The user supplies \(k\). Output: which \(k\) features, and their fitted coefficients.
This is the problem COMBSS focuses on.
Why it is hard
For a fixed model size \(k\), the number of subsets to enumerate is \(\binom{p}{k}\). Across the three settings featured later in this talk:
| Setting | p | k | Subsets of size k |
|---|---|---|---|
| Bodyfat | 13 | 5 | 1,287 |
| Khan SRBCT | 2,308 | 12 | ~5 × 1031 |
| Rice GWAS | 158,210 | 10 | ~3 × 1045 |
Enumeration is fine at \(p = 13\), but even with the right \(k\) given to us, the number of \(k\)-subsets explodes to roughly \(5 \times 10^{31}\) at \(p = 2308\), and to \(3 \times 10^{45}\) at \(p \approx 1.6 \times 10^5\). The combinatorial blowup makes exhaustive search hopeless within the lifetime of the universe.

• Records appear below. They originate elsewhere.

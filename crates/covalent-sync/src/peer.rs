//! Per-peer sync state and the priority outbox.

use std::collections::{BTreeMap, HashMap, HashSet, VecDeque};

use covalent_core::{CoValueId, KnownState, PeerId, Priority};

use crate::messages::SyncMessage;

/// How a peer takes part in sync.
#[derive(Debug, Clone, Copy, PartialEq, Eq, Hash)]
pub enum PeerRole {
    /// Asked for values we lack; receives everything we have.
    Server,
    /// Receives only values it loaded or sent us.
    Client,
    /// Persistence. Receives everything, but only as CONTENT.
    Storage,
}

/// Outgoing messages, drained high priority first and FIFO within a level.
#[derive(Debug, Default)]
pub struct Outbox {
    queues: BTreeMap<Priority, VecDeque<SyncMessage>>,
}

impl Outbox {
    pub fn push(&mut self, msg: SyncMessage) {
        self.queues.entry(msg.priority()).or_default().push_back(msg);
    }

    pub fn pop(&mut self) -> Option<SyncMessage> {
        let queue = self.queues.values_mut().find(|queue| !queue.is_empty())?;
        queue.pop_front()
    }

    pub fn len(&self) -> usize {
        self.queues.values().map(VecDeque::len).sum()
    }

    pub fn is_empty(&self) -> bool {
        self.len() == 0
    }
}

/// What we know about one peer.
#[derive(Debug)]
pub struct PeerState {
    id: PeerId,
    role: PeerRole,
    /// What we believe the peer has, including content still in flight.
    optimistic: HashMap<CoValueId, KnownState>,
    /// What the peer has told us it has.
    confirmed: HashMap<CoValueId, KnownState>,
    /// Values the peer asked about or sent us.
    interested: HashSet<CoValueId>,
    outbox: Outbox,
}

impl PeerState {
    pub fn new(id: PeerId, role: PeerRole) -> Self {
        Self {
            id,
            role,
            optimistic: HashMap::new(),
            confirmed: HashMap::new(),
            interested: HashSet::new(),
            outbox: Outbox::default(),
        }
    }

    pub fn id(&self) -> &PeerId {
        &self.id
    }

    pub fn role(&self) -> PeerRole {
        self.role
    }

    pub fn optimistic(&self, id: &CoValueId) -> Option<&KnownState> {
        self.optimistic.get(id)
    }

    pub fn confirmed(&self, id: &CoValueId) -> Option<&KnownState> {
        self.confirmed.get(id)
    }

    pub fn is_interested_in(&self, id: &CoValueId) -> bool {
        self.interested.contains(id)
    }

    /// Whether content for `id` should be pushed to this peer unasked.
    pub fn wants(&self, id: &CoValueId) -> bool {
        match self.role {
            PeerRole::Server | PeerRole::Storage => true,
            PeerRole::Client => self.interested.contains(id),
        }
    }

    pub(crate) fn mark_interested(&mut self, id: CoValueId) {
        self.interested.insert(id);
    }

    /// Record that the peer has at least `known`.
    pub(crate) fn combine_known(&mut self, known: &KnownState) {
        merge(&mut self.optimistic, known);
        merge(&mut self.confirmed, known);
    }

    /// Record that the peer will have `known` once in-flight content lands.
    pub(crate) fn combine_optimistic(&mut self, known: &KnownState) {
        merge(&mut self.optimistic, known);
    }

    /// Replace both views with what the peer says it actually has.
    pub(crate) fn reset_known(&mut self, known: KnownState) {
        self.confirmed.insert(known.id, known.clone());
        self.optimistic.insert(known.id, known);
    }

    /// Queue a message. Storage only takes content.
    pub(crate) fn enqueue(&mut self, msg: SyncMessage) {
        if self.role == PeerRole::Storage && !msg.is_content() {
            return;
        }
        self.outbox.push(msg);
    }

    pub fn pop_outgoing(&mut self) -> Option<SyncMessage> {
        self.outbox.pop()
    }

    pub fn pending_outgoing(&self) -> usize {
        self.outbox.len()
    }
}

fn merge(map: &mut HashMap<CoValueId, KnownState>, known: &KnownState) {
    map.entry(known.id)
        .and_modify(|existing| existing.combine_with(known))
        .or_insert_with(|| known.clone());
}

#[cfg(test)]
mod tests {
    use super::*;
    use covalent_core::NewContentMessage;
    use proptest::prelude::*;

    fn priority() -> impl Strategy<Value = Priority> {
        prop_oneof![Just(Priority::High), Just(Priority::Medium), Just(Priority::Low)]
    }

    proptest! {
        #[test]
        fn outbox_never_yields_lower_before_higher(priorities in prop::collection::vec(priority(), 0..40)) {
            let mut outbox = Outbox::default();
            for (i, p) in priorities.iter().enumerate() {
                let id = CoValueId([i as u8; 20]);
                outbox.push(SyncMessage::Content(NewContentMessage::new(id, None, *p)));
            }
            let drained: Vec<(Priority, u8)> = std::iter::from_fn(|| outbox.pop())
                .map(|msg| (msg.priority(), msg.id().0[0]))
                .collect();
            prop_assert_eq!(drained.len(), priorities.len());
            let mut sorted = drained.clone();
            sorted.sort();
            prop_assert_eq!(drained, sorted);
        }
    }

    #[test]
    fn test_outbox_drains_by_priority_then_fifo() {
        let mut outbox = Outbox::default();
        let low = CoValueId([1; 20]);
        let medium_a = CoValueId([2; 20]);
        let medium_b = CoValueId([3; 20]);
        let control = CoValueId([4; 20]);

        outbox.push(SyncMessage::Content(NewContentMessage::new(low, None, Priority::Low)));
        outbox.push(SyncMessage::Content(NewContentMessage::new(medium_a, None, Priority::Medium)));
        outbox.push(SyncMessage::Content(NewContentMessage::new(medium_b, None, Priority::Medium)));
        outbox.push(SyncMessage::Done { id: control });

        let order: Vec<CoValueId> = std::iter::from_fn(|| outbox.pop()).map(|msg| msg.id()).collect();
        assert_eq!(order, vec![control, medium_a, medium_b, low]);
        assert!(outbox.is_empty());
    }

    #[test]
    fn test_storage_only_takes_content() {
        let id = CoValueId([1; 20]);
        let mut storage = PeerState::new(PeerId::storage(), PeerRole::Storage);
        storage.enqueue(SyncMessage::known(KnownState::empty(id)));
        storage.enqueue(SyncMessage::Load(KnownState::empty(id)));
        assert_eq!(storage.pending_outgoing(), 0);
        storage.enqueue(SyncMessage::Content(NewContentMessage::new(id, None, Priority::Medium)));
        assert_eq!(storage.pending_outgoing(), 1);
        assert!(storage.wants(&id));
    }

    #[test]
    fn test_reset_overrides_optimistic_view() {
        let id = CoValueId([1; 20]);
        let mut peer = PeerState::new(PeerId::new("a"), PeerRole::Client);
        assert!(!peer.wants(&id));

        let mut ahead = KnownState::empty(id);
        ahead.header = true;
        peer.combine_optimistic(&ahead);
        assert!(peer.optimistic(&id).unwrap().header);
        assert!(peer.confirmed(&id).is_none());

        peer.reset_known(KnownState::empty(id));
        assert!(!peer.optimistic(&id).unwrap().header);
    }
}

In fact the problem is NP-hard (Natarajan 1995). No polynomial-time algorithm is expected for the worst case unless P = NP.
Where this matters
The setting \(p \gg n\) with a sparse truth is the bread and butter of modern applied statistics:
- Genomics — GWAS with \(10^5\) SNPs, gene-expression panels with \(10^3\) to \(10^4\) probes.
- Survey data — patient registries with hundreds of recorded variables and a few hundred outcomes.
- Sensor data — many channels, few labelled trials.
- Financial markets — predicting asset returns or default risk from hundreds of candidate factors (macroeconomic indicators, fundamentals, sentiment, technical signals); a small interpretable factor model is preferred over a dense black-box.
Every one of these calls for a sparsity-constrained GLM, not just a regularised one.
The plan from here
How do existing methods cope with the NP-hard constraint? Two main strategies:
- MIO (next page) — Mixed-Integer Optimisation: solve the discrete problem directly. Exact, but does not scale much beyond a few hundred predictors.
- Lasso (page after) — relax \(\|\boldsymbol{\beta}\|_0\) to the convex \(\|\boldsymbol{\beta}\|_1\). Fast and popular, but biased and indexed by \(\lambda\), not \(k\).
COMBSS sits between the two: continuous like the lasso, but on the support indicator rather than on \(\boldsymbol{\beta}\) itself — and explicitly \(k\)-indexed.